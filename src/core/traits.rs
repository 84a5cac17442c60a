// Copyright 2026 BadCompany
//
// Licensed under the Apache License, Version 2.0 (the "License");
// you may not use this file except in compliance with the License.
// You may obtain a copy of the License at
//
//     http://www.apache.org/licenses/LICENSE-2.0
//
// Unless required by applicable law or agreed to in writing, software
// distributed under the License is distributed on an "AS IS" BASIS,
// WITHOUT WARRANTIES OR CONDITIONS OF ANY KIND, either express or implied.
// See the License for the specific language governing permissions and
// limitations under the License.

//! Analytics backend seam.
//!
//! The session only talks to the backend through this trait so tests can
//! substitute an in-memory implementation.

use crate::backend::models::{Pipe, PipeData};
use crate::core::errors::BackendError;
use async_trait::async_trait;
use serde_json::Value;
use std::path::Path;

pub type BackendResult<T> = Result<T, BackendError>;

#[async_trait]
pub trait AnalyticsBackend: Send + Sync {
    /// All data sources with their columns
    async fn list_data_sources(&self) -> BackendResult<Vec<Value>>;

    async fn get_data_source(&self, datasource_id: &str) -> BackendResult<Value>;

    /// All pipes, unfiltered
    async fn list_pipes(&self) -> BackendResult<Vec<Pipe>>;

    async fn get_pipe(&self, pipe_id: &str) -> BackendResult<Value>;

    async fn get_pipe_data(
        &self,
        pipe_id: &str,
        params: &[(String, String)],
    ) -> BackendResult<PipeData>;

    /// Run a read-only SQL query; `FORMAT JSON` is appended by the implementation.
    async fn run_select_query(&self, query: &str) -> BackendResult<Value>;

    async fn explain_pipe(&self, pipe_name: &str) -> BackendResult<Value>;

    /// Upload a local `.datasource` or `.pipe` file.
    async fn push_datafile(&self, path: &Path) -> BackendResult<String>;

    /// Append NDJSON rows to a data source through the events API.
    async fn save_event(&self, datasource_name: &str, ndjson: &str) -> BackendResult<String>;

    /// Unauthenticated fetch of the LLM-oriented documentation index.
    async fn fetch_docs(&self) -> BackendResult<String>;
}
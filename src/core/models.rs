// Copyright 2026 BadCompany
//
// Licensed under the Apache License, Version 2.0 (the "License");
// you may not use this file except in compliance with the License.
// You may obtain a copy of the License at
//
//     http://www.apache.org/licenses/LICENSE-2.0
//
// Unless required by applicable law or agreed to in writing, software
// distributed under the License is distributed on an "AS IS" BASIS,
// WITHOUT WARRANTIES OR CONDITIONS OF ANY KIND, either express or implied.
// See the License for the specific language governing permissions and
// limitations under the License.

//! Wire models for mcp-tinybird.
//!
//! JSON-RPC 2.0 envelopes plus the MCP payload types exchanged during
//! negotiation and dispatch. Field names follow the MCP schema byte-for-byte
//! (camelCase on the wire).

use crate::core::errors::{McpError, McpResult};
use serde::{Deserialize, Serialize};
use serde_json::{json, Value};
use std::str::FromStr;
use uuid::Uuid;

/// Newtype wrapper around Uuid for type-safe session identification
#[derive(Debug, Clone, Copy, PartialEq, Eq, Hash, Serialize, Deserialize)]
#[serde(try_from = "String", into = "String")]
pub struct SessionId(Uuid);

impl SessionId {
    /// Generate a new random SessionId
    pub fn generate() -> Self {
        Self(Uuid::new_v4())
    }

    /// Get the underlying Uuid
    pub fn as_uuid(&self) -> &Uuid {
        &self.0
    }
}

impl FromStr for SessionId {
    type Err = uuid::Error;

    fn from_str(s: &str) -> Result<Self, Self::Err> {
        Uuid::parse_str(s).map(SessionId)
    }
}

impl From<SessionId> for String {
    fn from(id: SessionId) -> Self {
        id.0.simple().to_string()
    }
}

impl TryFrom<String> for SessionId {
    type Error = uuid::Error;

    fn try_from(s: String) -> Result<Self, Self::Error> {
        Uuid::parse_str(&s).map(SessionId)
    }
}

impl std::fmt::Display for SessionId {
    fn fmt(&self, f: &mut std::fmt::Formatter<'_>) -> std::fmt::Result {
        write!(f, "{}", self.0.simple())
    }
}

// ============================================================================
// JSON-RPC envelopes
// ============================================================================

#[derive(Debug, Clone, Serialize, Deserialize)]
pub struct JsonRpcRequest {
    pub jsonrpc: String,
    pub method: String,
    #[serde(default, skip_serializing_if = "Option::is_none")]
    pub params: Option<Value>,
    pub id: Value,
}

#[derive(Debug, Clone, Serialize, Deserialize)]
pub struct JsonRpcNotification {
    pub jsonrpc: String,
    pub method: String,
    #[serde(default, skip_serializing_if = "Option::is_none")]
    pub params: Option<Value>,
}

#[derive(Debug, Clone, Serialize, Deserialize)]
pub struct JsonRpcResponse {
    pub jsonrpc: String,
    #[serde(default, skip_serializing_if = "Option::is_none")]
    pub result: Option<Value>,
    #[serde(default, skip_serializing_if = "Option::is_none")]
    pub error: Option<JsonRpcError>,
    pub id: Value,
}

#[derive(Debug, Clone, Serialize, Deserialize)]
pub struct JsonRpcError {
    pub code: i32,
    pub message: String,
    #[serde(default, skip_serializing_if = "Option::is_none")]
    pub data: Option<Value>,
}

impl JsonRpcResponse {
    pub fn success(id: Value, result: Value) -> Self {
        Self {
            jsonrpc: "2.0".to_string(),
            result: Some(result),
            error: None,
            id,
        }
    }

    pub fn failure(id: Value, err: &McpError) -> Self {
        Self {
            jsonrpc: "2.0".to_string(),
            result: None,
            error: Some(JsonRpcError {
                code: err.code(),
                message: err.to_string(),
                data: None,
            }),
            id,
        }
    }

    pub fn is_error(&self) -> bool {
        self.error.is_some()
    }
}

impl JsonRpcNotification {
    pub fn new(method: impl Into<String>, params: Option<Value>) -> Self {
        Self {
            jsonrpc: "2.0".to_string(),
            method: method.into(),
            params,
        }
    }

    /// `notifications/resources/updated` for one resource URI
    pub fn resource_updated(uri: &str) -> Self {
        Self::new(
            crate::core::constants::methods::NOTIFICATION_RESOURCE_UPDATED,
            Some(json!({ "uri": uri })),
        )
    }
}

/// A decoded inbound frame, classified by shape.
#[derive(Debug, Clone)]
pub enum IncomingMessage {
    Request(JsonRpcRequest),
    Notification(JsonRpcNotification),
    /// A response from the peer; this server issues no requests, so these are dropped
    Response(Value),
}

impl IncomingMessage {
    /// Classify a JSON value as request, notification or response.
    pub fn classify(value: Value) -> McpResult<Self> {
        let obj = value
            .as_object()
            .ok_or_else(|| McpError::InvalidRequest("frame is not a JSON object".into()))?;

        if let Some(version) = obj.get("jsonrpc") {
            if version.as_str() != Some("2.0") {
                return Err(McpError::InvalidRequest(format!(
                    "unsupported jsonrpc version: {}",
                    version
                )));
            }
        }

        if obj.contains_key("method") {
            if obj.contains_key("id") {
                let req: JsonRpcRequest = serde_json::from_value(value)
                    .map_err(|e| McpError::InvalidRequest(e.to_string()))?;
                Ok(Self::Request(req))
            } else {
                let notif: JsonRpcNotification = serde_json::from_value(value)
                    .map_err(|e| McpError::InvalidRequest(e.to_string()))?;
                Ok(Self::Notification(notif))
            }
        } else if obj.contains_key("result") || obj.contains_key("error") {
            Ok(Self::Response(value))
        } else {
            Err(McpError::InvalidRequest("frame has no method".into()))
        }
    }

    /// Best-effort id extraction for error replies to frames that failed classification
    pub fn id_of(value: &Value) -> Value {
        value.get("id").cloned().unwrap_or(Value::Null)
    }
}

/// Anything the server writes to the peer.
#[derive(Debug, Clone, Serialize)]
#[serde(untagged)]
pub enum OutboundMessage {
    Response(JsonRpcResponse),
    Notification(JsonRpcNotification),
}

// ============================================================================
// MCP payloads
// ============================================================================

#[derive(Debug, Clone, Default, Serialize, Deserialize)]
#[serde(rename_all = "camelCase")]
pub struct InitializeParams {
    pub protocol_version: String,
    #[serde(default)]
    pub capabilities: Value,
    #[serde(default)]
    pub client_info: Option<Implementation>,
}

#[derive(Debug, Clone, PartialEq, Eq, Serialize, Deserialize)]
pub struct Implementation {
    pub name: String,
    pub version: String,
}

#[derive(Debug, Clone, Serialize, Deserialize)]
#[serde(rename_all = "camelCase")]
pub struct InitializeResult {
    pub protocol_version: String,
    pub capabilities: ServerCapabilities,
    pub server_info: Implementation,
}

#[derive(Debug, Clone, Default, PartialEq, Eq, Serialize, Deserialize)]
#[serde(rename_all = "camelCase")]
pub struct ServerCapabilities {
    #[serde(skip_serializing_if = "Option::is_none")]
    pub tools: Option<ListChangedCapability>,
    #[serde(skip_serializing_if = "Option::is_none")]
    pub resources: Option<ResourcesCapability>,
    #[serde(skip_serializing_if = "Option::is_none")]
    pub prompts: Option<ListChangedCapability>,
}

#[derive(Debug, Clone, Default, PartialEq, Eq, Serialize, Deserialize)]
#[serde(rename_all = "camelCase")]
pub struct ListChangedCapability {
    pub list_changed: bool,
}

#[derive(Debug, Clone, Default, PartialEq, Eq, Serialize, Deserialize)]
#[serde(rename_all = "camelCase")]
pub struct ResourcesCapability {
    pub subscribe: bool,
    pub list_changed: bool,
}

/// Tool configuration (schema and metadata)
#[derive(Debug, Clone, Serialize, Deserialize)]
#[serde(rename_all = "camelCase")]
pub struct ToolDescriptor {
    pub name: String,
    pub description: String,
    pub input_schema: Value,
}

#[derive(Debug, Clone, Serialize, Deserialize)]
#[serde(rename_all = "camelCase")]
pub struct ResourceDescriptor {
    pub uri: String,
    pub name: String,
    pub description: String,
    pub mime_type: String,
}

#[derive(Debug, Clone, PartialEq, Eq, Serialize, Deserialize)]
pub struct PromptArgument {
    pub name: String,
    pub description: String,
    pub required: bool,
}

/// Prompt as stored in the registry; `template` never goes on the wire.
#[derive(Debug, Clone, PartialEq, Eq, Serialize, Deserialize)]
pub struct PromptDescriptor {
    pub name: String,
    pub description: String,
    pub arguments: Vec<PromptArgument>,
    #[serde(skip)]
    pub template: String,
}

#[derive(Debug, Clone, Serialize, Deserialize)]
pub struct ToolCallParams {
    pub name: String,
    #[serde(default)]
    pub arguments: Option<Value>,
}

#[derive(Debug, Clone, Serialize, Deserialize)]
pub struct ResourceReadParams {
    pub uri: String,
}

#[derive(Debug, Clone, Serialize, Deserialize)]
pub struct PromptGetParams {
    pub name: String,
    #[serde(default)]
    pub arguments: Option<serde_json::Map<String, Value>>,
}

#[derive(Debug, Clone, PartialEq, Eq, Serialize, Deserialize)]
#[serde(tag = "type", rename_all = "lowercase")]
pub enum Content {
    Text { text: String },
}

impl Content {
    pub fn text(text: impl Into<String>) -> Self {
        Content::Text { text: text.into() }
    }
}

#[derive(Debug, Clone, Serialize, Deserialize)]
#[serde(rename_all = "camelCase")]
pub struct CallToolResult {
    pub content: Vec<Content>,
    #[serde(default)]
    pub is_error: bool,
}

#[derive(Debug, Clone, Serialize, Deserialize)]
#[serde(rename_all = "camelCase")]
pub struct ResourceContents {
    pub uri: String,
    pub mime_type: String,
    pub text: String,
}

#[derive(Debug, Clone, Serialize, Deserialize)]
pub struct ReadResourceResult {
    pub contents: Vec<ResourceContents>,
}

#[derive(Debug, Clone, Serialize, Deserialize)]
pub struct PromptMessage {
    pub role: String,
    pub content: Content,
}

#[derive(Debug, Clone, Serialize, Deserialize)]
pub struct GetPromptResult {
    pub description: String,
    pub messages: Vec<PromptMessage>,
}
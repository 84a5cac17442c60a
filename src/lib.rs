// Copyright 2026 BadCompany
//
// Licensed under the Apache License, Version 2.0 (the "License");
// you may not use this file except in compliance with the License.
// You may obtain a copy of the License at
//
//     http://www.apache.org/licenses/LICENSE-2.0
//
// Unless required by applicable law or agreed to in writing, software
// distributed under the License is distributed on an "AS IS" BASIS,
// WITHOUT WARRANTIES OR CONDITIONS OF ANY KIND, either express or implied.
// See the License for the specific language governing permissions and
// limitations under the License.

//! mcp-tinybird: an MCP server for a Tinybird workspace.
//!
//! Exposes workspace data sources, pipes and queries as MCP tools, an
//! insight memo and datafile reference as resources, and workspace prompts,
//! over either stdio or server-sent events.

pub mod backend;
pub mod config;
pub mod core;
pub mod mcp;
pub mod protocol;
pub mod registry;
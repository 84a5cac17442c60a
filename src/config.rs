// Copyright 2026 BadCompany
//
// Licensed under the Apache License, Version 2.0 (the "License");
// you may not use this file except in compliance with the License.
// You may obtain a copy of the License at
//
//     http://www.apache.org/licenses/LICENSE-2.0
//
// Unless required by applicable law or agreed to in writing, software
// distributed under the License is distributed on an "AS IS" BASIS,
// WITHOUT WARRANTIES OR CONDITIONS OF ANY KIND, either express or implied.
// See the License for the specific language governing permissions and
// limitations under the License.

use crate::core::constants::config as keys;
use crate::core::errors::McpError;
use serde::{Deserialize, Serialize};
use std::env;

#[derive(Debug, Clone, Serialize, Deserialize)]
pub struct Config {
    pub api_url: String,
    #[serde(skip_serializing)]
    pub admin_token: Option<String>,
    pub docs_url: String,
    pub request_timeout_secs: u64,
    pub bind_address: String,
    pub port: u16,
    pub body_size_limit: usize,
    pub log_level: String,
    pub log_format: String, // "json" or "text"
}

impl Config {
    pub fn from_env() -> Result<Self, McpError> {
        Self::from_lookup(|key| env::var(key).ok())
    }

    /// Build from any key lookup; unset keys fall back to defaults.
    pub fn from_lookup<F>(lookup: F) -> Result<Self, McpError>
    where
        F: Fn(&str) -> Option<String>,
    {
        let defaults = Self::default();
        let text = |key: &str, default: String| {
            lookup(key)
                .filter(|v| !v.trim().is_empty())
                .unwrap_or(default)
        };

        Ok(Self {
            api_url: text(keys::ENV_API_URL, defaults.api_url),
            admin_token: lookup(keys::ENV_ADMIN_TOKEN).filter(|v| !v.is_empty()),
            docs_url: text(keys::ENV_DOCS_URL, defaults.docs_url),
            request_timeout_secs: parse_number(
                keys::ENV_REQUEST_TIMEOUT_SECS,
                lookup(keys::ENV_REQUEST_TIMEOUT_SECS),
                defaults.request_timeout_secs,
            )?,
            bind_address: text(keys::ENV_BIND_ADDRESS, defaults.bind_address),
            port: parse_number(keys::ENV_PORT, lookup(keys::ENV_PORT), defaults.port)?,
            body_size_limit: parse_number(
                keys::ENV_BODY_SIZE_LIMIT,
                lookup(keys::ENV_BODY_SIZE_LIMIT),
                defaults.body_size_limit,
            )?,
            log_level: text(keys::ENV_LOG_LEVEL, defaults.log_level),
            log_format: text(keys::ENV_LOG_FORMAT, defaults.log_format),
        })
    }
}

fn parse_number<T: std::str::FromStr>(
    key: &str,
    raw: Option<String>,
    default: T,
) -> Result<T, McpError> {
    match raw {
        None => Ok(default),
        Some(v) => v.trim().parse::<T>().map_err(|_| {
            McpError::Configuration(format!("{} must be a number, got '{}'", key, v))
        }),
    }
}

impl Default for Config {
    fn default() -> Self {
        Self {
            api_url: keys::DEFAULT_API_URL.to_string(),
            admin_token: None,
            docs_url: keys::DEFAULT_DOCS_URL.to_string(),
            request_timeout_secs: keys::DEFAULT_REQUEST_TIMEOUT_SECS,
            bind_address: keys::DEFAULT_BIND_ADDRESS.to_string(),
            port: keys::DEFAULT_PORT,
            body_size_limit: keys::DEFAULT_BODY_SIZE_LIMIT,
            log_level: "info".to_string(),
            log_format: "text".to_string(),
        }
    }
}

#[cfg(test)]
mod tests {
    use super::*;
    use std::collections::HashMap;

    fn lookup(pairs: &[(&str, &str)]) -> impl Fn(&str) -> Option<String> {
        let map: HashMap<String, String> = pairs
            .iter()
            .map(|(k, v)| (k.to_string(), v.to_string()))
            .collect();
        move |key: &str| map.get(key).cloned()
    }

    #[test]
    fn test_defaults() {
        let config = Config::from_lookup(lookup(&[])).unwrap();
        assert_eq!(config.api_url, "https://api.tinybird.co");
        assert_eq!(config.request_timeout_secs, 30);
        assert_eq!(config.port, 3001);
        assert!(config.admin_token.is_none());
    }

    #[test]
    fn test_overrides() {
        let config = Config::from_lookup(lookup(&[
            ("TB_API_URL", "http://localhost:8001"),
            ("TB_ADMIN_TOKEN", "p.abc"),
            ("PORT", "9000"),
            ("LOG_FORMAT", "json"),
        ]))
        .unwrap();
        assert_eq!(config.api_url, "http://localhost:8001");
        assert_eq!(config.admin_token.as_deref(), Some("p.abc"));
        assert_eq!(config.port, 9000);
        assert_eq!(config.log_format, "json");
    }

    #[test]
    fn test_invalid_number_is_error() {
        let err = Config::from_lookup(lookup(&[("TB_REQUEST_TIMEOUT_SECS", "soon")])).unwrap_err();
        assert!(matches!(err, McpError::Configuration(_)));
    }

    #[test]
    fn test_token_never_serialized() {
        let config = Config::from_lookup(lookup(&[("TB_ADMIN_TOKEN", "secret")])).unwrap();
        let out = serde_json::to_string(&config).unwrap();
        assert!(!out.contains("secret"));
    }
}
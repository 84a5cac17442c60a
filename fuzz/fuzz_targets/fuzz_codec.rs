// Copyright 2026 BadCompany
// Licensed under the Apache License, Version 2.0

#![no_main]

use bytes::BytesMut;
use libfuzzer_sys::fuzz_target;
use mcp_tinybird::mcp::codec::McpCodec;
use tokio_util::codec::Decoder;

fuzz_target!(|data: &[u8]| {
    // Drain every frame the input yields, then flush as if the stream ended.
    let mut codec = McpCodec::new();
    let mut buffer = BytesMut::from(data);

    while let Ok(Some(_)) = codec.decode(&mut buffer) {}
    let _ = codec.decode_eof(&mut buffer);
});
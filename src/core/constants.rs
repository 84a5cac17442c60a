// Copyright 2026 BadCompany
//
// Licensed under the Apache License, Version 2.0 (the "License");
// you may not use this file except in compliance with the License.
// You may obtain a copy of the License at
//
//     http://www.apache.org/licenses/LICENSE-2.0
//
// Unless required by applicable law or agreed to in writing, software
// distributed under the License is distributed on an "AS IS" BASIS,
// WITHOUT WARRANTIES OR CONDITIONS OF ANY KIND, either express or implied.
// See the License for the specific language governing permissions and
// limitations under the License.

//! mcp-tinybird Constants - Single source of truth for all configuration values.
//!
//! This module centralizes protocol method names, error codes, URIs and
//! configuration keys so the transports and the session agree on them.

/// JSON-RPC 2.0 Error Codes
pub mod jsonrpc {
    /// Backend or transport failure (server error range)
    pub const ERROR_SERVER: i32 = -32000;
    /// Resource or prompt not found (MCP convention)
    pub const ERROR_NOT_FOUND: i32 = -32002;
    /// Invalid request (standard JSON-RPC)
    pub const ERROR_INVALID_REQUEST: i32 = -32600;
    /// Method not found (standard JSON-RPC)
    pub const ERROR_METHOD_NOT_FOUND: i32 = -32601;
    /// Invalid params (standard JSON-RPC)
    pub const ERROR_INVALID_PARAMS: i32 = -32602;
    /// Internal error (standard JSON-RPC)
    pub const ERROR_INTERNAL: i32 = -32603;
    /// Parse error (standard JSON-RPC)
    pub const ERROR_PARSE: i32 = -32700;
}

/// Server identity reported during initialization
pub mod server {
    pub const NAME: &str = "mcp-tinybird";
    pub const VERSION: &str = env!("CARGO_PKG_VERSION");
}

/// Configuration Environment Variables
pub mod config {
    pub const ENV_API_URL: &str = "TB_API_URL";
    pub const ENV_ADMIN_TOKEN: &str = "TB_ADMIN_TOKEN";
    pub const ENV_DOCS_URL: &str = "TB_DOCS_URL";
    pub const ENV_REQUEST_TIMEOUT_SECS: &str = "TB_REQUEST_TIMEOUT_SECS";
    pub const ENV_BIND_ADDRESS: &str = "BIND_ADDRESS";
    pub const ENV_PORT: &str = "PORT";
    pub const ENV_BODY_SIZE_LIMIT: &str = "BODY_SIZE_LIMIT_BYTES";
    pub const ENV_LOG_LEVEL: &str = "LOG_LEVEL";
    pub const ENV_LOG_FORMAT: &str = "LOG_FORMAT";

    pub const DEFAULT_API_URL: &str = "https://api.tinybird.co";
    pub const DEFAULT_DOCS_URL: &str = "https://www.tinybird.co/docs/llms.txt";
    pub const DEFAULT_BIND_ADDRESS: &str = "0.0.0.0";
    pub const DEFAULT_PORT: u16 = 3001;
    /// Backend request ceiling in seconds
    pub const DEFAULT_REQUEST_TIMEOUT_SECS: u64 = 30;
    pub const DEFAULT_BODY_SIZE_LIMIT: usize = 4 * 1024 * 1024;
}

/// MCP Protocol Methods
pub mod methods {
    pub const INITIALIZE: &str = "initialize";
    pub const PING: &str = "ping";
    pub const TOOLS_LIST: &str = "tools/list";
    pub const TOOLS_CALL: &str = "tools/call";
    pub const RESOURCES_LIST: &str = "resources/list";
    pub const RESOURCES_READ: &str = "resources/read";
    pub const PROMPTS_LIST: &str = "prompts/list";
    pub const PROMPTS_GET: &str = "prompts/get";

    pub const NOTIFICATION_INITIALIZED: &str = "notifications/initialized";
    pub const NOTIFICATION_CANCELLED: &str = "notifications/cancelled";
    pub const NOTIFICATION_RESOURCE_UPDATED: &str = "notifications/resources/updated";
}

/// Resource URIs
pub mod resources {
    pub const SCHEME: &str = "tinybird";
    pub const INSIGHTS_PATH: &str = "insights";
    pub const DATASOURCE_CONTEXT_PATH: &str = "datasource-definition-context";
    pub const INSIGHTS_URI: &str = "tinybird://insights";
}

/// Prompt names
pub mod prompts {
    pub const DEFAULT_PROMPT_NAME: &str = "tinybird-default";
    /// Latest revision of every prompt stored in the workspace
    pub const REMOTE_PROMPTS_QUERY: &str =
        "SELECT * FROM prompts ORDER BY name, timestamp DESC LIMIT 1 BY name";
}

/// Streaming transport routes
pub mod sse {
    pub const SSE_PATH: &str = "/sse";
    pub const MESSAGES_PATH: &str = "/messages";
    pub const HEALTH_PATH: &str = "/health";
    pub const SESSION_ID_PARAM: &str = "session_id";
    pub const ENDPOINT_EVENT: &str = "endpoint";
    pub const MESSAGE_EVENT: &str = "message";
    /// Outbound frames buffered per event stream before senders wait
    pub const OUTBOUND_QUEUE_DEPTH: usize = 64;
}

/// Transport Limits (DoS Protection)
pub mod limits {
    /// Maximum allowed JSON-RPC message size (10 MB)
    pub const MAX_MESSAGE_SIZE_BYTES: u64 = 10 * 1024 * 1024;
    /// Maximum LSP-style header block size
    pub const MAX_HEADER_BYTES: usize = 4096;
}
// Copyright 2026 BadCompany
//
// Licensed under the Apache License, Version 2.0 (the "License");
// you may not use this file except in compliance with the License.
// You may obtain a copy of the License at
//
//     http://www.apache.org/licenses/LICENSE-2.0
//
// Unless required by applicable law or agreed to in writing, software
// distributed under the License is distributed on an "AS IS" BASIS,
// WITHOUT WARRANTIES OR CONDITIONS OF ANY KIND, either express or implied.
// See the License for the specific language governing permissions and
// limitations under the License.

//! Tool catalog.

use crate::core::models::ToolDescriptor;
use serde_json::{json, Value};

/// Every tool the server can execute. The registry maps names to these.
#[derive(Debug, Clone, Copy, PartialEq, Eq, Hash)]
pub enum ToolKind {
    ListDataSources,
    GetDataSource,
    ListPipes,
    GetPipe,
    RequestPipeData,
    RunSelectQuery,
    AppendInsight,
    LlmsDocs,
    AnalyzePipe,
    PushDatafile,
    SaveEvent,
}

impl ToolKind {
    pub const ALL: [ToolKind; 11] = [
        ToolKind::ListDataSources,
        ToolKind::GetDataSource,
        ToolKind::ListPipes,
        ToolKind::GetPipe,
        ToolKind::RequestPipeData,
        ToolKind::RunSelectQuery,
        ToolKind::AppendInsight,
        ToolKind::LlmsDocs,
        ToolKind::AnalyzePipe,
        ToolKind::PushDatafile,
        ToolKind::SaveEvent,
    ];

    pub fn name(&self) -> &'static str {
        match self {
            Self::ListDataSources => "list-data-sources",
            Self::GetDataSource => "get-data-source",
            Self::ListPipes => "list-pipes",
            Self::GetPipe => "get-pipe",
            Self::RequestPipeData => "request-pipe-data",
            Self::RunSelectQuery => "run-select-query",
            Self::AppendInsight => "append-insight",
            Self::LlmsDocs => "llms-tinybird-docs",
            Self::AnalyzePipe => "analyze-pipe",
            Self::PushDatafile => "push-datafile",
            Self::SaveEvent => "save-event",
        }
    }

    fn description(&self) -> &'static str {
        match self {
            Self::ListDataSources => "List all Data Sources in the Tinybird Workspace",
            Self::GetDataSource => {
                "Get details of a Data Source in the Tinybird Workspace, such as the schema"
            }
            Self::ListPipes => "List all Pipe Endpoints in the Tinybird Workspace",
            Self::GetPipe => {
                "Get details of a Pipe Endpoint in the Tinybird Workspace, such as the SQL of \
                 its nodes and the Data Sources they read from"
            }
            Self::RequestPipeData => {
                "Request data from a Pipe Endpoint in the Tinybird Workspace, with optional parameters"
            }
            Self::RunSelectQuery => {
                "Run a SELECT query against the Tinybird Workspace. It may read Data Sources or Pipe Endpoints"
            }
            Self::AppendInsight => "Add a business insight to the memo",
            Self::LlmsDocs => {
                "Tinybird product description and documentation, including the API reference, \
                 in an LLM friendly format"
            }
            Self::AnalyzePipe => "Explain the query plan of a Pipe Endpoint",
            Self::PushDatafile => "Push a .datasource or .pipe file to the Workspace",
            Self::SaveEvent => {
                "Send an event to a Data Source in Tinybird. The data is sent as NDJSON and must \
                 match the Data Source schema"
            }
        }
    }

    fn input_schema(&self) -> Value {
        match self {
            Self::ListDataSources | Self::ListPipes | Self::LlmsDocs => empty_schema(),
            Self::GetDataSource => string_args(&[("datasource_id", None)]),
            Self::GetPipe => string_args(&[("pipe_id", None)]),
            Self::RequestPipeData => json!({
                "type": "object",
                "properties": {
                    "pipe_id": { "type": "string" },
                    "params": { "type": "object", "properties": {} }
                },
                "required": ["pipe_id"]
            }),
            Self::RunSelectQuery => string_args(&[("select_query", None)]),
            Self::AppendInsight => string_args(&[(
                "insight",
                Some("Business insight discovered from data analysis"),
            )]),
            Self::AnalyzePipe => string_args(&[("pipe_name", Some("The Pipe Endpoint name"))]),
            Self::PushDatafile => string_args(&[("files", Some("The datafile local path"))]),
            Self::SaveEvent => json!({
                "type": "object",
                "properties": {
                    "datasource_name": {
                        "type": "string",
                        "description": "The name of the Data Source in Tinybird"
                    },
                    "data": {
                        "type": "string",
                        "description": "A JSON object converted to one NDJSON line, with one key per Data Source column"
                    }
                },
                "required": ["datasource_name", "data"]
            }),
        }
    }

    pub fn descriptor(&self) -> ToolDescriptor {
        ToolDescriptor {
            name: self.name().to_string(),
            description: self.description().to_string(),
            input_schema: self.input_schema(),
        }
    }
}

fn empty_schema() -> Value {
    json!({ "type": "object", "properties": {} })
}

fn string_args(args: &[(&str, Option<&str>)]) -> Value {
    let mut properties = serde_json::Map::new();
    for (name, description) in args {
        let mut prop = json!({ "type": "string" });
        if let Some(desc) = description {
            prop["description"] = json!(desc);
        }
        properties.insert(name.to_string(), prop);
    }
    let required: Vec<&str> = args.iter().map(|(name, _)| *name).collect();
    json!({ "type": "object", "properties": properties, "required": required })
}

-*-*-

YOUR ASSIGNMENT: What lines in the material above include "ResourceContents"? Copy every one of them.

TASK SOLUTION:
pub struct ResourceContents {
    pub contents: Vec<ResourceContents>,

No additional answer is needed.